The mooted fixture has not gone down particularly well in New Zealand. It is hardly Jones’s fault but the New Zealand Herald splashed with ‘Grudge Match’ last week as the RFU’s intentions became increasingly clear. Perhaps a defeat for England takes the sting out of the showdown but then again both sides reached 18 consecutive victories before being beaten by Ireland.
Writing in the New Zealand Herald, Chris Rattue says it is Ireland, rather than “stilted” and “overrated” England, who can claim to be the second best side in the world.
“As almost always happens to England under pressure, they lose the ability to pass the ball smartly,” writes Rattue. “England were wrecking balls in chains. A lot of them looked like overstuffed plastic shopping bags in desperate need of a trolley.”
“England – with one victory in the last 15 Tests against New Zealand – are light years away from living up to the hype,” he continued.
“England aren’t even the second best team in the world, despite what the primitive ranking system claims. Ireland, under the astute coaching of Joe Schmidt, deserve that respect.”
Of the potential fixture, which the RFU is pursuing despite the All Blacks being pencilled in to face the Barbarians on 4 November he says: “There was no genuine point to it, and even less so now. It was a fanciful sugar rush which has been nailed by the bitter truth about Jones and his overrated team.”

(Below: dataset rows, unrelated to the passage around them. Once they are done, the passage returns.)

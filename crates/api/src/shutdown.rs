//! Shutdown signal and bounded connection drain

use std::future::Future;
use std::time::Duration;
use tokio::signal;
use tokio::sync::oneshot;
use tracing::{info, warn};

/// Graceful shutdown signal handler
pub async fn shutdown_signal() {
    let ctrl_c = async {
        if let Err(e) = signal::ctrl_c().await {
            warn!(error = %e, "Failed to install Ctrl+C handler");
            std::future::pending::<()>().await;
        }
    };

    #[cfg(unix)]
    let terminate = async {
        match signal::unix::signal(signal::unix::SignalKind::terminate()) {
            Ok(mut sigterm) => {
                sigterm.recv().await;
            }
            Err(e) => {
                warn!(error = %e, "Failed to install SIGTERM handler");
                std::future::pending::<()>().await;
            }
        }
    };

    #[cfg(not(unix))]
    let terminate = std::future::pending::<()>();

    tokio::select! {
        _ = ctrl_c => info!("Received Ctrl+C, starting shutdown..."),
        _ = terminate => info!("Received SIGTERM, starting shutdown..."),
    }
}

/// Run `server` to completion, allowing at most `deadline` once `stopping` fires.
///
/// Returns `None` when the drain is cut short.
pub async fn drain_within<F>(
    server: F,
    stopping: oneshot::Receiver<()>,
    deadline: Duration,
) -> Option<F::Output>
where
    F: Future,
{
    tokio::pin!(server);

    tokio::select! {
        output = &mut server => return Some(output),
        signalled = stopping => {
            // Sender dropped without a signal: nothing to bound
            if signalled.is_err() {
                return Some(server.await);
            }
        }
    }

    tokio::time::timeout(deadline, server).await.ok()
}
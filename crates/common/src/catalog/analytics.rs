//! Contractor and block rollups, reduced in memory over loaded rows

use crate::db::models::*;
use crate::dto::*;
use std::collections::{BTreeMap, BTreeSet, HashMap};

/// Rows beneath one contractor
#[derive(Debug, Clone)]
pub struct ContractorRows {
    pub contractor: Contractor,
    pub areas: Vec<ContractorArea>,
    pub blocks: Vec<Block>,
    pub cruises: Vec<Cruise>,
    pub stations: Vec<Station>,
    pub samples: Vec<Sample>,
}

pub fn contractor_summary(rows: &ContractorRows) -> ContractorSummary {
    let areas = rows
        .areas
        .iter()
        .map(|area| {
            let blocks: Vec<&Block> = rows.blocks.iter().filter(|b| b.area_id == area.id).collect();
            AreaBreakdown {
                area_id: area.id,
                area_name: area.name.clone(),
                block_count: blocks.len(),
                total_area_km2: blocks.iter().map(|b| b.area_size_km2).sum(),
            }
        })
        .collect();

    ContractorSummary {
        contractor_id: rows.contractor.id,
        contractor_name: rows.contractor.name.clone(),
        counts: SummaryCounts {
            areas: rows.areas.len(),
            blocks: rows.blocks.len(),
            cruises: rows.cruises.len(),
            stations: rows.stations.len(),
            samples: rows.samples.len(),
        },
        total_area_km2: rows.blocks.iter().map(|b| b.area_size_km2).sum(),
        areas,
        earliest_cruise_date: rows.cruises.iter().map(|c| c.start_date).min(),
        latest_cruise_date: rows
            .cruises
            .iter()
            .map(|c| c.end_date.unwrap_or(c.start_date))
            .max(),
        total_expedition_days: rows.cruises.iter().map(Cruise::expedition_days).sum(),
    }
}

/// Rows attached to one block through its stations
#[derive(Debug, Clone)]
pub struct BlockRows {
    pub block: Block,
    pub area: Option<ContractorArea>,
    pub contractor: Option<Contractor>,
    pub stations: Vec<Station>,
    pub samples: Vec<Sample>,
    pub env_results: Vec<EnvResult>,
    pub geo_results: Vec<GeoResult>,
    pub media: Vec<PhotoVideo>,
}

#[derive(Debug, Clone)]
struct MetricAccumulator {
    category: String,
    sum: f64,
    min: f64,
    max: f64,
    count: usize,
}

/// One measured value, borrowed from an env or geo result row
pub struct Measurement<'a> {
    pub category: &'a str,
    pub analysis: &'a str,
    pub unit: Option<&'a str>,
    pub value: f64,
}

impl<'a> From<&'a EnvResult> for Measurement<'a> {
    fn from(r: &'a EnvResult) -> Self {
        Self { category: &r.category, analysis: &r.analysis, unit: r.unit.as_deref(), value: r.value }
    }
}

impl<'a> From<&'a GeoResult> for Measurement<'a> {
    fn from(r: &'a GeoResult) -> Self {
        Self { category: &r.category, analysis: &r.analysis, unit: r.unit.as_deref(), value: r.value }
    }
}

/// Mean/min/max per (analysis, unit), ordered by analysis name.
/// Non-finite values are skipped.
pub fn group_metrics<'a, I>(measurements: I) -> Vec<MetricSummary>
where
    I: IntoIterator<Item = Measurement<'a>>,
{
    let mut groups: BTreeMap<(&str, Option<&str>), MetricAccumulator> = BTreeMap::new();

    for m in measurements.into_iter().filter(|m| m.value.is_finite()) {
        groups
            .entry((m.analysis, m.unit))
            .and_modify(|acc| {
                acc.sum += m.value;
                acc.min = acc.min.min(m.value);
                acc.max = acc.max.max(m.value);
                acc.count += 1;
            })
            .or_insert_with(|| MetricAccumulator {
                category: m.category.to_string(),
                sum: m.value,
                min: m.value,
                max: m.value,
                count: 1,
            });
    }

    groups
        .into_iter()
        .map(|((name, unit), acc)| MetricSummary {
            name: name.to_string(),
            category: acc.category,
            unit: unit.map(str::to_string),
            value: acc.sum / acc.count as f64,
            min: acc.min,
            max: acc.max,
            count: acc.count,
        })
        .collect()
}

pub fn block_analytics(rows: &BlockRows) -> BlockAnalytics {
    let station_ids: BTreeSet<i32> = rows.stations.iter().map(|s| s.id).collect();
    let samples: Vec<&Sample> = rows
        .samples
        .iter()
        .filter(|s| station_ids.contains(&s.station_id))
        .collect();
    let sample_ids: BTreeSet<i32> = samples.iter().map(|s| s.id).collect();

    let env: Vec<&EnvResult> = rows
        .env_results
        .iter()
        .filter(|r| sample_ids.contains(&r.sample_id))
        .collect();
    let geo: Vec<&GeoResult> = rows
        .geo_results
        .iter()
        .filter(|r| sample_ids.contains(&r.sample_id))
        .collect();
    let media = rows.media.iter().filter(|m| sample_ids.contains(&m.sample_id)).count();

    let mut samples_per_station: HashMap<i32, usize> = HashMap::new();
    let mut sample_types: BTreeMap<&str, usize> = BTreeMap::new();
    for sample in &samples {
        *samples_per_station.entry(sample.station_id).or_default() += 1;
        *sample_types.entry(sample.sample_type.as_str()).or_default() += 1;
    }

    let cruises: BTreeSet<i32> = rows.stations.iter().map(|s| s.cruise_id).collect();

    BlockAnalytics {
        block_id: rows.block.id,
        block_name: rows.block.name.clone(),
        status: rows.block.status.clone(),
        area_size_km2: rows.block.area_size_km2,
        area_id: rows.block.area_id,
        area_name: rows.area.as_ref().map(|a| a.name.clone()),
        contractor_id: rows.contractor.as_ref().map(|c| c.id),
        contractor_name: rows.contractor.as_ref().map(|c| c.name.clone()),
        counts: BlockCounts {
            stations: rows.stations.len(),
            samples: samples.len(),
            cruises: cruises.len(),
            env_results: env.len(),
            geo_results: geo.len(),
            media,
        },
        sample_types: sample_types
            .into_iter()
            .map(|(sample_type, count)| SampleTypeCount { sample_type: sample_type.to_string(), count })
            .collect(),
        stations: rows
            .stations
            .iter()
            .map(|s| BlockStation {
                station_id: s.id,
                code: s.code.clone(),
                station_type: s.station_type.clone(),
                cruise_id: s.cruise_id,
                latitude: s.latitude,
                longitude: s.longitude,
                sample_count: samples_per_station.get(&s.id).copied().unwrap_or(0),
            })
            .collect(),
        environmental_metrics: group_metrics(env.into_iter().map(Measurement::from)),
        resource_metrics: group_metrics(geo.into_iter().map(Measurement::from)),
    }
}

#[cfg(test)]
mod tests {
    use super::*;
    use chrono::NaiveDate;

    fn date(y: i32, m: u32, d: u32) -> NaiveDate {
        NaiveDate::from_ymd_opt(y, m, d).unwrap()
    }

    fn block(id: i32, area_id: i32, size: f64) -> Block {
        Block {
            id,
            area_id,
            name: format!("Block {}", id),
            status: "Allocated".into(),
            center_lat: 0.0,
            center_lon: 0.0,
            area_size_km2: size,
            geojson_boundary: None,
        }
    }

    fn cruise(id: i32, start: NaiveDate, end: Option<NaiveDate>) -> Cruise {
        Cruise {
            id,
            contractor_id: 6,
            name: format!("Cruise {}", id),
            research_vessel: None,
            start_date: start,
            end_date: end,
        }
    }

    fn geo(id: i32, sample_id: i32, analysis: &str, value: f64) -> GeoResult {
        GeoResult {
            id,
            sample_id,
            category: "Metal content".into(),
            analysis: analysis.into(),
            value,
            unit: Some("wt%".into()),
            qualifier: None,
            remarks: None,
        }
    }

    fn sample(id: i32, station_id: i32, sample_type: &str) -> Sample {
        Sample {
            id,
            station_id,
            code: format!("S-{}", id),
            sample_type: sample_type.into(),
            matrix_type: None,
            habitat_type: None,
            sampling_device: None,
            depth_upper: 1.0,
            depth_lower: 0.0,
            analysis: None,
            result: None,
            unit: None,
        }
    }

    fn station(id: i32, cruise_id: i32) -> Station {
        Station {
            id,
            cruise_id,
            block_id: Some(6),
            code: format!("ST-{}", id),
            station_type: None,
            latitude: 26.1,
            longitude: -44.8,
        }
    }

    fn contractor() -> Contractor {
        Contractor {
            id: 6,
            name: "Government of the Russian Federation".into(),
            contract_type_id: 2,
            contract_status_id: 1,
            sponsoring_state: "Russian Federation".into(),
            contractual_year: 2012,
            remarks: None,
        }
    }

    #[test]
    fn test_contractor_summary_totals() {
        let rows = ContractorRows {
            contractor: contractor(),
            areas: vec![ContractorArea {
                id: 6,
                contractor_id: 6,
                name: "MAR".into(),
                center_lat: 0.0,
                center_lon: 0.0,
                total_area_size_km2: 10000.0,
                geojson_boundary: None,
                allocation_date: None,
                expiry_date: None,
            }],
            blocks: vec![block(6, 6, 1000.0), block(7, 6, 400.0)],
            cruises: vec![
                cruise(7, date(2016, 2, 10), Some(date(2016, 2, 12))),
                cruise(8, date(2022, 6, 1), None),
            ],
            stations: vec![station(9, 7)],
            samples: vec![sample(10, 9, "Sulphide")],
        };

        let summary = contractor_summary(&rows);
        assert_eq!(summary.counts.blocks, 2);
        assert_eq!(summary.total_area_km2, 1400.0);
        assert_eq!(summary.areas[0].total_area_km2, summary.total_area_km2);
        assert_eq!(summary.earliest_cruise_date, Some(date(2016, 2, 10)));
        // Open-ended cruise falls back to its start date
        assert_eq!(summary.latest_cruise_date, Some(date(2022, 6, 1)));
        assert_eq!(summary.total_expedition_days, 3 + 1);
    }

    #[test]
    fn test_contractor_without_cruises_has_no_dates() {
        let rows = ContractorRows {
            contractor: contractor(),
            areas: vec![],
            blocks: vec![],
            cruises: vec![],
            stations: vec![],
            samples: vec![],
        };
        let summary = contractor_summary(&rows);
        assert_eq!(summary.total_area_km2, 0.0);
        assert!(summary.earliest_cruise_date.is_none());
        assert_eq!(summary.total_expedition_days, 0);
    }

    #[test]
    fn test_group_metrics_mean_min_max() {
        let rows = vec![geo(1, 1, "Copper", 10.0), geo(2, 2, "Copper", 20.0), geo(3, 1, "Zinc", 4.2)];
        let metrics = group_metrics(rows.iter().map(Measurement::from));

        assert_eq!(metrics.len(), 2);
        assert_eq!(metrics[0].name, "Copper");
        assert_eq!(metrics[0].value, 15.0);
        assert_eq!(metrics[0].min, 10.0);
        assert_eq!(metrics[0].max, 20.0);
        assert_eq!(metrics[0].count, 2);
        assert_eq!(metrics[1].name, "Zinc");
    }

    #[test]
    fn test_group_metrics_separates_units() {
        let mut ppm = geo(2, 1, "Copper", 1500.0);
        ppm.unit = Some("ppm".into());
        let rows = vec![geo(1, 1, "Copper", 1.5), ppm];

        let metrics = group_metrics(rows.iter().map(Measurement::from));
        assert_eq!(metrics.len(), 2);
        assert!(metrics.iter().all(|m| m.count == 1));
    }

    #[test]
    fn test_block_analytics_counts_and_histogram() {
        let rows = BlockRows {
            block: block(6, 6, 1000.0),
            area: None,
            contractor: Some(contractor()),
            stations: vec![station(9, 7), station(10, 7)],
            samples: vec![sample(10, 9, "Sulphide"), sample(11, 9, "Water"), sample(12, 10, "Sulphide")],
            env_results: vec![],
            geo_results: vec![geo(8, 10, "Copper", 15.8), geo(9, 12, "Zinc", 4.2)],
            media: vec![],
        };

        let analytics = block_analytics(&rows);
        assert_eq!(analytics.counts.stations, 2);
        assert_eq!(analytics.counts.samples, 3);
        assert_eq!(analytics.counts.cruises, 1);
        assert_eq!(analytics.counts.geo_results, 2);
        assert_eq!(analytics.contractor_name.as_deref(), Some("Government of the Russian Federation"));
        assert_eq!(
            analytics.sample_types,
            vec![
                SampleTypeCount { sample_type: "Sulphide".into(), count: 2 },
                SampleTypeCount { sample_type: "Water".into(), count: 1 },
            ]
        );
        assert_eq!(analytics.stations[0].sample_count, 2);

        let copper = analytics.resource_metrics.iter().find(|m| m.name == "Copper").unwrap();
        assert_eq!(copper.value, 15.8);
    }
}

In Ireland meanwhile victory over England was ranked just below their 40-29 triumph over the All Blacks in Chicago last November. “This may not have been quite the scalp which a first win in 111 years over New Zealand represented but, given the circumstances, it wasn’t far behind,” writes Gerry Thornley in the Irish Times.
Perhaps it was the Cyprus Rugby Federation that was most pleased. Ireland’s victory means their national side’s world record of 24 consecutive victories remains intact. The governing body tweeted thanks to Schmidt’s team, with a photograph of a pint of Guinness and the caption, “rude not to…”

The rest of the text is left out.